Related Posts
Popular Tags

Sam Altman Warns: AI Has Taken Off—Which Jobs Will Vanish Next?

Sam Altman Warns: AI Has Taken Off—Which Jobs Will Vanish Next?

Sam Altman, the head of OpenAI, made a bold statement in June. “We are past the event horizon; the take-off has started,” he wrote in a blog post. He warned that entire job categories might disappear as machines surpass human capabilities. This cautionary note from the creator of ChatGPT resonated deeply with HR departments globally.

Economists have been trying to quantify the impact of this technological shift. Goldman Sachs estimates that 300 million full-time jobs in advanced economies could be affected, representing about a quarter of current work. The World Economic Forum’s Future of Jobs survey predicts 83 million jobs will vanish and 69 million new ones will emerge by 2030, resulting in a net loss equivalent to all jobs in Texas.

Impact on Various Job Sectors

Altman has identified specific roles at risk. Tasks like basic Python debugging and junior paralegal research can now be automated swiftly by AI tools. Entry-level marketing copywriting, customer support macros, invoice reconciliation, and initial news summaries are also vulnerable to automation.

The threat isn’t limited to white-collar jobs. Blue-collar roles face challenges too. Logistics companies use AI vision systems to guide pallet robots, while subtitling engines rapidly process translations for videos. The key factor now is not the type of job but how predictable the tasks are.

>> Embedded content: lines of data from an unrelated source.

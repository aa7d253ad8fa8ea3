use std::sync::Arc;

use crate::auth::sessions::SessionStore;
use crate::config::ServerConfig;
use crate::engine::chat_engine::ChatEngine;

use super::geo::Geolocator;
use super::gif::GifProbe;

/// Shared state injected into every handler.
pub struct AppState {
    pub engine: Arc<ChatEngine>,
    pub sessions: SessionStore,
    pub geolocator: Geolocator,
    pub gif_probe: GifProbe,
    pub config: ServerConfig,
}
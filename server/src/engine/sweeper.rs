use std::sync::Arc;

use chrono::{Duration, Utc};
use tokio::task::JoinHandle;
use tracing::debug;

use super::chat_engine::ChatEngine;

/// One pass of the background sweep: drop expired effects (a backstop for
/// the lazy check on the poll path) and evict long-inactive presence
/// records. Returns (effects removed, users removed).
pub fn sweep_once(engine: &ChatEngine, presence_idle: Duration) -> (usize, usize) {
    let now = Utc::now();
    let effects = engine.moderation().expire_effects(now);
    let users = engine.presence().sweep_inactive(presence_idle, None, now);
    (effects, users)
}

/// Spawn the periodic sweep task. Uses the same sharded-map discipline as
/// the request handlers; each sweep is bounded in-memory work.
pub fn spawn_sweeper(
    engine: Arc<ChatEngine>,
    interval: std::time::Duration,
    presence_idle: Duration,
) -> JoinHandle<()> {
    tokio::spawn(async move {
        let mut ticker = tokio::time::interval(interval);
        loop {
            ticker.tick().await;
            let (effects, users) = sweep_once(&engine, presence_idle);
            if effects > 0 || users > 0 {
                debug!(effects, users, "sweep evicted stale records");
            }
        }
    })
}
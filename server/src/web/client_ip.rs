use std::convert::Infallible;
use std::net::SocketAddr;

use axum::extract::{ConnectInfo, FromRequestParts};
use axum::http::Extensions;
use axum::http::HeaderMap;
use axum::http::request::Parts;

/// The caller's IP address, the key half of the moderation overlay. It
/// must not be spoofable from arbitrary clients.
///
/// Proxy headers (X-Forwarded-For / X-Real-IP) are trusted only when the
/// direct peer is a loopback address, i.e. the connection comes through a
/// local reverse proxy. Otherwise the actual peer IP is used.
pub struct ClientIp(pub String);

impl<S: Send + Sync> FromRequestParts<S> for ClientIp {
    type Rejection = Infallible;

    async fn from_request_parts(parts: &mut Parts, _state: &S) -> Result<Self, Self::Rejection> {
        Ok(ClientIp(resolve_ip(&parts.headers, &parts.extensions)))
    }
}

/// Shared IP resolution for the extractor and the rate-limit middleware.
pub fn resolve_ip(headers: &HeaderMap, extensions: &Extensions) -> String {
    let peer_ip = extensions
        .get::<ConnectInfo<SocketAddr>>()
        .map(|c| c.0.ip());
    let from_loopback = peer_ip.is_some_and(|ip| ip.is_loopback());

    if from_loopback {
        if let Some(forwarded) = headers.get("x-forwarded-for")
            && let Ok(val) = forwarded.to_str()
            && let Some(first) = val.split(',').next()
        {
            return first.trim().to_string();
        }

        if let Some(real_ip) = headers.get("x-real-ip")
            && let Ok(val) = real_ip.to_str()
        {
            return val.trim().to_string();
        }
    }

    peer_ip
        .map(|ip| ip.to_string())
        .unwrap_or_else(|| "unknown".to_string())
}
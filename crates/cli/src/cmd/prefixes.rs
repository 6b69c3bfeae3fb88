//! Print category prefixes as JSON

use anyhow::Result;
use dirman_core::prefixes;
use serde_json::{Map, Value};

/// JSON object keyed by prefix code
pub fn to_json(long: bool) -> Value {
    let map: Map<String, Value> = prefixes::definitions()
        .iter()
        .map(|def| {
            let value = if long {
                serde_json::json!({ "short": def.short, "long": def.long })
            } else {
                Value::String(def.short.to_string())
            };
            (def.code.to_string(), value)
        })
        .collect();
    Value::Object(map)
}

pub fn run(long: bool) -> Result<()> {
    println!("{}", serde_json::to_string_pretty(&to_json(long))?);
    Ok(())
}
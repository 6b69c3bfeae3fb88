//! Sandboxed directory layout for CLI tests

use anyhow::Result;
use std::fs;
use std::path::{Path, PathBuf};
use tempfile::TempDir;

/// A temporary home with a project root and a separate symlink root
pub struct TestRoots {
    _temp_dir: TempDir,
    home: PathBuf,
}

impl TestRoots {
    pub fn new() -> Result<Self> {
        let temp_dir = TempDir::new()?;
        let home = temp_dir.path().join("home");
        fs::create_dir_all(home.join("Projects"))?;
        fs::create_dir_all(home.join("links"))?;
        fs::create_dir_all(home.join(".config").join("dirman"))?;
        Ok(Self {
            _temp_dir: temp_dir,
            home,
        })
    }

    pub fn home(&self) -> &Path {
        &self.home
    }

    pub fn project_root(&self) -> PathBuf {
        self.home.join("Projects")
    }

    pub fn symlink_root(&self) -> PathBuf {
        self.home.join("links")
    }

    /// `XDG_CONFIG_HOME` handed to the binary
    pub fn config_home(&self) -> PathBuf {
        self.home.join(".config")
    }

    /// Config file location; absent unless a test writes it
    pub fn config_path(&self) -> PathBuf {
        self.config_home().join("dirman").join("config.toml")
    }

    /// Create an empty project directory
    pub fn add_project(&self, name: &str) -> Result<PathBuf> {
        let path = self.project_root().join(name);
        fs::create_dir_all(&path)?;
        Ok(path)
    }

    pub fn main_slot(&self) -> PathBuf {
        self.symlink_root().join("current_project")
    }

    pub fn aux_slot(&self, name: &str) -> PathBuf {
        self.symlink_root().join(format!("project_{}", name))
    }

    /// Target of a slot, or `None` when the slot is absent
    pub fn target(&self, slot: &Path) -> Option<PathBuf> {
        fs::read_link(slot).ok()
    }
}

Emerging Opportunities and Roles

Despite these changes, new opportunities arise with each technological advancement. LinkedIn’s fastest-growing roles for 2025 include prompt engineers, data-curation leads, model-bias auditors, AI ops technicians, and synthetic-media designers. Copywriters adept at using large language models can produce polished drafts much faster than before.

Skeptics question if these tools truly enhance productivity. A study by MIT and Stanford provided a GPT-powered assistant to 5,000 customer-support agents for a year. Results showed ticket resolution per hour increased by 14%, with inexperienced reps seeing a 34% improvement.

Adapting to Technological Changes

Experts advise workers to adapt by learning new skills and synthesizing information effectively. Mastering AI tools can transform threats into opportunities. Developing domain judgment helps maintain human involvement in decision-making processes.

Altman believes that abundant intelligence could lead to industries we can’t yet imagine, similar to how electrification led to aviation after eliminating lamplighters. However, transitional periods can be challenging.

The Role of Training and Support

To ease this transition, Altman supports large-scale worker-training subsidies and experiments like universal basic income pilots. History shows society eventually finds new work despite initial disruptions.

The printing press displaced scribes; steam looms left weavers jobless; spreadsheets replaced clerks but created analyst roles. The AI revolution is faster and digital but may ultimately lead humans to focus on tasks machines can’t perform.

The journey has begun; traditional jobs are nearing their end. Those who adapt alongside algorithms may thrive, while others might find themselves left behind.